In our study, the only maternal characteristic associated with a decrease in the risk of inadequate care was being born in sub-Saharan Africa. A first hypothesis is that these women are particularly represented in certain maternity units where, for reasons not explained by the variables studied in our models, the risk of inadequate care was reduced. In the French setting, migrant women often give birth in large urban public maternity units42. Another hypothesis is that medical teams are more attentive to these women, given their higher risk of severe obstetrical complications43.

Implications

Our results have implications for clinical practice as they provide an assessment of the quality of care for PPH and of the scope for improvement in this field. They are particularly relevant for the categories of maternity units shown to be at higher risk of inadequate care. Dissemination of these results may help local teams to involve in quality-of-care processes, and health care quality agencies to help them in this goal. Our score could be used to monitor quality of care in the same unit over time and between units.

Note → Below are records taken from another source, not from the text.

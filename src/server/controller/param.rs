use serde::Deserialize;

use crate::model::feedback::FeedbackStatus;

const DEFAULT_PAGE: u64 = 0;
const DEFAULT_ENTRIES: u64 = 10;
const MAX_ENTRIES: u64 = 100;

fn default_page() -> u64 {
    DEFAULT_PAGE
}

fn default_entries() -> u64 {
    DEFAULT_ENTRIES
}

/// `?page&entries` query of every paginated endpoint.
#[derive(Deserialize, Debug, Clone, Copy)]
pub struct PaginationParam {
    #[serde(default = "default_page")]
    pub page: u64,
    #[serde(default = "default_entries")]
    pub entries: u64,
}

impl PaginationParam {
    /// Page size clamped to `1..=100`.
    pub fn per_page(&self) -> u64 {
        self.entries.clamp(1, MAX_ENTRIES)
    }
}

/// `GET /api/feedback` query; pagination plus an optional status filter.
#[derive(Deserialize, Debug, Clone)]
pub struct FeedbackQueryParam {
    #[serde(default = "default_page")]
    pub page: u64,
    #[serde(default = "default_entries")]
    pub entries: u64,
    pub status: Option<FeedbackStatus>,
}

impl FeedbackQueryParam {
    pub fn per_page(&self) -> u64 {
        self.entries.clamp(1, MAX_ENTRIES)
    }
}
use sea_orm_migration::{prelude::*, schema::*};

use super::m20260101_000002_create_profile_table::Profile;

#[derive(DeriveMigrationName)]
pub struct Migration;

#[async_trait::async_trait]
impl MigrationTrait for Migration {
    async fn up(&self, manager: &SchemaManager) -> Result<(), DbErr> {
        manager
            .create_table(
                Table::create()
                    .table(Social::Table)
                    .if_not_exists()
                    .col(string_len(Social::Id, 21).primary_key())
                    .col(string_len(Social::ProfileId, 21))
                    .col(string_len(Social::Platform, 32))
                    .col(string_len(Social::Url, 256))
                    .col(
                        timestamp(Social::CreatedAt)
                            .default(Expr::current_timestamp())
                            .not_null(),
                    )
                    .foreign_key(
                        ForeignKey::create()
                            .name("fk_social_profile_id")
                            .from(Social::Table, Social::ProfileId)
                            .to(Profile::Table, Profile::Id)
                            .on_delete(ForeignKeyAction::Cascade)
                            .on_update(ForeignKeyAction::Cascade),
                    )
                    .to_owned(),
            )
            .await?;

        manager
            .create_index(
                Index::create()
                    .name("idx_social_profile_platform")
                    .table(Social::Table)
                    .col(Social::ProfileId)
                    .col(Social::Platform)
                    .unique()
                    .to_owned(),
            )
            .await
    }

    async fn down(&self, manager: &SchemaManager) -> Result<(), DbErr> {
        manager
            .drop_table(Table::drop().table(Social::Table).to_owned())
            .await
    }
}

#[derive(DeriveIden)]
pub enum Social {
    Table,
    Id,
    ProfileId,
    Platform,
    Url,
    CreatedAt,
}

Our results may guide future interventional research by identifying maternity units where opportunities for improvement are the greatest, which are privileged places to test the effectiveness of quality-of-care improvement interventions such as simulation training.

Finally, our results may also be of interest for health care users who look for more transparency on quality of care.

Conclusion

The development of a new quantitative assessment tool to quantify the global quality of care for PPH allowed the identification of some characteristics of maternity units associated with inadequate care, which indicate where opportunities for improvement are the greatest and where to focus practice improvement initiatives. The quality score developed in this study could be used to monitor the impact of such initiatives.